Quand la guerre se termine, Nungesser se retrouve avec de sérieux problèmes financiers car les primes et cadeaux des constructeurs ne viennent plus ; de plus il est poursuivi en justice pour deux accidents de la route mortels dont il a été jugé responsable aux commandes de son véhicule avec lequel il roulait à tombeau ouvert dans les rues de Paris. Il fonde alors une école de pilotage qui ouvre en 1921 à Orly et lui permet de refaire surface... Il se marie le 28 juillet 1923 avec une jeune et jolie américaine, ce qui lui vaut la une des journaux, et part faire une tournée des plages avec son cirque volant qui reconstitue ses combats aériens de la guerre. Ses performances sont remarquées outre-Atlantique et, invité par l’American Legion des anciens combattants, revend son école de pilotage et embarque avec son épouse pour les États-Unis fin octobre 1923 pour s’y produire à travers tout le pays. Il se fera même acteur en tournant fin 1924 un film, « The Sky Raider », le mettant en scène comme as de l’aviation.
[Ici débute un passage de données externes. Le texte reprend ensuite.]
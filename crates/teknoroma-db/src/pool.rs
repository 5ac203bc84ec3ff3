//! # Database Pool Management
//!
//! Connection pool creation and configuration for SQLite.
//!
//! ## Architecture
//! ```text
//! ┌─────────────────────────────────────────────────────────────────────────┐
//! │                      Database Connection Pool                           │
//! │                                                                         │
//! │  API startup                                                           │
//! │       │                                                                 │
//! │       ▼                                                                 │
//! │  DbConfig::new(path) ← Configure pool settings                         │
//! │       │                                                                 │
//! │       ▼                                                                 │
//! │  Database::new(config).await ← Create pool + run migrations            │
//! │       │                                                                 │
//! │       ▼                                                                 │
//! │  ┌─────────────────────────────────────────┐                           │
//! │  │            SqlitePool                    │                           │
//! │  │  ┌─────┐ ┌─────┐ ┌─────┐ ┌─────┐       │                           │
//! │  │  │Conn1│ │Conn2│ │Conn3│ │Conn4│ ...   │  (max_connections)        │
//! │  │  └─────┘ └─────┘ └─────┘ └─────┘       │                           │
//! │  └─────────────────────────────────────────┘                           │
//! │       │                                                                 │
//! │       ├── db.products().list(..)   single statement, any connection    │
//! │       └── db.begin()               UnitOfWork pins one connection      │
//! │                                    until commit / rollback             │
//! └─────────────────────────────────────────────────────────────────────────┘
//! ```
//!
//! ## WAL Mode
//! SQLite WAL (Write-Ahead Logging) mode is enabled so report snapshots
//! (read transactions) never block the sale workflow's writes.

use sqlx::sqlite::{SqliteConnectOptions, SqliteJournalMode, SqlitePoolOptions, SqliteSynchronous};
use sqlx::SqlitePool;
use std::path::PathBuf;
use std::str::FromStr;
use std::time::Duration;
use tracing::{debug, info};

use crate::error::{DbError, DbResult};
use crate::migrations;
use crate::repository::{
    CategoryRepository, CustomerRepository, DepartmentRepository, EmployeeRepository,
    ExpenseRepository, ProductRepository, ReportRepository, SaleRepository, StoreRepository,
    SupplierRepository, SupplierTransactionRepository, TechnicalServiceRepository,
};
use crate::unit_of_work::UnitOfWork;

const MEMORY_PATH: &str = ":memory:";

// =============================================================================
// Configuration
// =============================================================================

/// Database configuration.
///
/// ## Example
/// ```rust,ignore
/// let config = DbConfig::new("/var/lib/teknoroma/teknoroma.db")
///     .max_connections(10)
///     .min_connections(1);
/// ```
#[derive(Debug, Clone)]
pub struct DbConfig {
    /// Path to the SQLite database file.
    pub database_path: PathBuf,

    /// Maximum number of connections in the pool.
    /// Default: 5
    pub max_connections: u32,

    /// Minimum number of connections to keep alive.
    /// Default: 1
    pub min_connections: u32,

    /// Connection timeout duration.
    /// Default: 30 seconds
    pub connect_timeout: Duration,

    /// Idle timeout before closing a connection.
    /// Default: 10 minutes
    pub idle_timeout: Duration,

    /// How long a connection waits for another writer's lock.
    /// Default: 5 seconds
    pub busy_timeout: Duration,

    /// Whether to run migrations on connect.
    /// Default: true
    pub run_migrations: bool,
}

impl DbConfig {
    /// Creates a new database configuration with the given path.
    ///
    /// The file is created on first connect if it doesn't exist.
    pub fn new(path: impl Into<PathBuf>) -> Self {
        DbConfig {
            database_path: path.into(),
            max_connections: 5,
            min_connections: 1,
            connect_timeout: Duration::from_secs(30),
            idle_timeout: Duration::from_secs(600),
            busy_timeout: Duration::from_secs(5),
            run_migrations: true,
        }
    }

    /// Sets the maximum number of connections.
    pub fn max_connections(mut self, max: u32) -> Self {
        self.max_connections = max;
        self
    }

    /// Sets the minimum number of connections.
    pub fn min_connections(mut self, min: u32) -> Self {
        self.min_connections = min;
        self
    }

    /// Sets the connection timeout.
    pub fn connect_timeout(mut self, timeout: Duration) -> Self {
        self.connect_timeout = timeout;
        self
    }

    /// Sets the lock wait applied to every connection.
    pub fn busy_timeout(mut self, timeout: Duration) -> Self {
        self.busy_timeout = timeout;
        self
    }

    /// Sets whether to run migrations on connect.
    pub fn run_migrations(mut self, run: bool) -> Self {
        self.run_migrations = run;
        self
    }

    /// Creates an in-memory database configuration (for testing).
    ///
    /// ## Caveat
    /// The pool has exactly one connection, so nothing may use the pool
    /// while a [`UnitOfWork`] is open: run every statement of the
    /// transaction through [`UnitOfWork::conn`].
    pub fn in_memory() -> Self {
        DbConfig {
            database_path: PathBuf::from(MEMORY_PATH),
            max_connections: 1, // In-memory requires single connection
            min_connections: 1,
            connect_timeout: Duration::from_secs(5),
            idle_timeout: Duration::from_secs(3600),
            busy_timeout: Duration::from_secs(5),
            run_migrations: true,
        }
    }

    fn is_in_memory(&self) -> bool {
        self.database_path.as_os_str() == MEMORY_PATH
    }
}

// =============================================================================
// Database
// =============================================================================

/// Main database handle providing repository access.
///
/// Cheap to clone (the pool is reference-counted); the API keeps one in its
/// shared state and hands repositories out per request.
#[derive(Debug, Clone)]
pub struct Database {
    /// The SQLite connection pool.
    pool: SqlitePool,
}

impl Database {
    /// Creates a new database connection pool.
    ///
    /// ## What This Does
    /// 1. Creates the database file if it doesn't exist
    /// 2. Configures SQLite:
    ///    - WAL mode for concurrent reads
    ///    - NORMAL synchronous (balance of safety/speed)
    ///    - Foreign keys enabled
    ///    - Busy timeout, so queued writers wait for the lock
    /// 3. Creates the connection pool
    /// 4. Runs migrations (if enabled)
    pub async fn new(config: DbConfig) -> DbResult<Self> {
        info!(
            path = %config.database_path.display(),
            "Initializing database connection"
        );

        let connect_options = if config.is_in_memory() {
            SqliteConnectOptions::from_str("sqlite::memory:")
                .map_err(|e| DbError::ConnectionFailed(e.to_string()))?
                .foreign_keys(true)
                .busy_timeout(config.busy_timeout)
        } else {
            // sqlite://path creates file if not exists
            let connect_url = format!("sqlite://{}?mode=rwc", config.database_path.display());

            SqliteConnectOptions::from_str(&connect_url)
                .map_err(|e| DbError::ConnectionFailed(e.to_string()))?
                .journal_mode(SqliteJournalMode::Wal)
                .synchronous(SqliteSynchronous::Normal)
                // SQLite has them disabled by default for backwards compatibility
                .foreign_keys(true)
                .busy_timeout(config.busy_timeout)
                .create_if_missing(true)
        };

        debug!("Connection options configured");

        let pool = SqlitePoolOptions::new()
            .max_connections(config.max_connections)
            .min_connections(config.min_connections)
            .acquire_timeout(config.connect_timeout)
            .idle_timeout(Some(config.idle_timeout))
            .connect_with(connect_options)
            .await
            .map_err(|e| DbError::ConnectionFailed(e.to_string()))?;

        info!(
            max_connections = config.max_connections,
            "Database pool created"
        );

        let db = Database { pool };

        if config.run_migrations {
            db.run_migrations().await?;
        }

        Ok(db)
    }

    /// Runs database migrations. Idempotent.
    pub async fn run_migrations(&self) -> DbResult<()> {
        info!("Running database migrations");
        migrations::run_migrations(&self.pool).await?;
        info!("Migrations complete");
        Ok(())
    }

    /// `(embedded, applied)` migration counts.
    pub async fn migration_status(&self) -> DbResult<(usize, usize)> {
        migrations::migration_status(&self.pool).await
    }

    /// Returns a reference to the connection pool.
    pub fn pool(&self) -> &SqlitePool {
        &self.pool
    }

    /// Starts a unit of work (a write transaction holding the write lock).
    ///
    /// ## Example
    /// ```rust,ignore
    /// let mut uow = db.begin().await?;
    /// let number = SequenceRepository::next_in(uow.conn(), DocumentKind::Sale, 2024).await?;
    /// SaleRepository::insert_in(uow.conn(), &sale).await?;
    /// uow.commit().await?;
    /// ```
    pub async fn begin(&self) -> DbResult<UnitOfWork> {
        UnitOfWork::begin(&self.pool).await
    }

    // -------------------------------------------------------------------------
    // Repositories
    // -------------------------------------------------------------------------

    pub fn categories(&self) -> CategoryRepository {
        CategoryRepository::new(self.pool.clone())
    }

    pub fn suppliers(&self) -> SupplierRepository {
        SupplierRepository::new(self.pool.clone())
    }

    /// Returns the product repository.
    ///
    /// ## Example
    /// ```rust,ignore
    /// let laptops = db.products().search("laptop", 20).await?;
    /// ```
    pub fn products(&self) -> ProductRepository {
        ProductRepository::new(self.pool.clone())
    }

    pub fn customers(&self) -> CustomerRepository {
        CustomerRepository::new(self.pool.clone())
    }

    pub fn stores(&self) -> StoreRepository {
        StoreRepository::new(self.pool.clone())
    }

    pub fn departments(&self) -> DepartmentRepository {
        DepartmentRepository::new(self.pool.clone())
    }

    pub fn employees(&self) -> EmployeeRepository {
        EmployeeRepository::new(self.pool.clone())
    }

    /// Returns the sale repository.
    pub fn sales(&self) -> SaleRepository {
        SaleRepository::new(self.pool.clone())
    }

    pub fn expenses(&self) -> ExpenseRepository {
        ExpenseRepository::new(self.pool.clone())
    }

    pub fn technical_services(&self) -> TechnicalServiceRepository {
        TechnicalServiceRepository::new(self.pool.clone())
    }

    pub fn supplier_transactions(&self) -> SupplierTransactionRepository {
        SupplierTransactionRepository::new(self.pool.clone())
    }

    /// Returns the read-only report repository.
    pub fn reports(&self) -> ReportRepository {
        ReportRepository::new(self.pool.clone())
    }

    /// Closes the database connection pool.
    pub async fn close(&self) {
        info!("Closing database connection pool");
        self.pool.close().await;
    }

    /// Checks if the database is healthy (can execute queries).
    pub async fn health_check(&self) -> bool {
        sqlx::query("SELECT 1").execute(&self.pool).await.is_ok()
    }
}

// =============================================================================
// Unit Tests
// =============================================================================

#[cfg(test)]
mod tests {
    use super::*;

    #[tokio::test]
    async fn test_in_memory_database() {
        let db = Database::new(DbConfig::in_memory()).await.unwrap();

        assert!(db.health_check().await);
        let (total, applied) = db.migration_status().await.unwrap();
        assert_eq!(total, applied);
    }

    #[tokio::test]
    async fn test_config_builder() {
        let config = DbConfig::new("/tmp/test.db")
            .max_connections(10)
            .min_connections(2)
            .connect_timeout(Duration::from_secs(3))
            .busy_timeout(Duration::from_secs(10))
            .run_migrations(false);

        assert_eq!(config.max_connections, 10);
        assert_eq!(config.min_connections, 2);
        assert_eq!(config.connect_timeout, Duration::from_secs(3));
        assert_eq!(config.busy_timeout, Duration::from_secs(10));
        assert!(!config.run_migrations);
        assert!(!config.is_in_memory());
        assert!(DbConfig::in_memory().is_in_memory());
    }
}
Terminant sa tournée américaine, il rentre en France en septembre 1925 avec de nombreux soucis financiers : son épouse a demandé le divorce et l’a condamné en justice à lui verser près de 5000 $ d’indemnités… C’est pour se relancer qu’il s’embarque dans le projet de traverser l’Atlantique en tentant de réussir le premier Paris / New-York et de remporter le prix Orteig de 25 000 $ - il a obtenu le financement du mécène François Coty qui a payé son appareil. Plusieurs autres aviateurs sont sur le départ et Nungesser, qui s’est adjoint le concours du navigateur François Coli, va s’élancer du Bourget sur un Levasseur PL-8 surnommé « l’oiseau blanc » le 8 mai 1927, après avoir réalisé des essais sommaires. Leur appareil, après avoir décollé et quitté les côtes françaises, va disparaître dans l’Atlantique.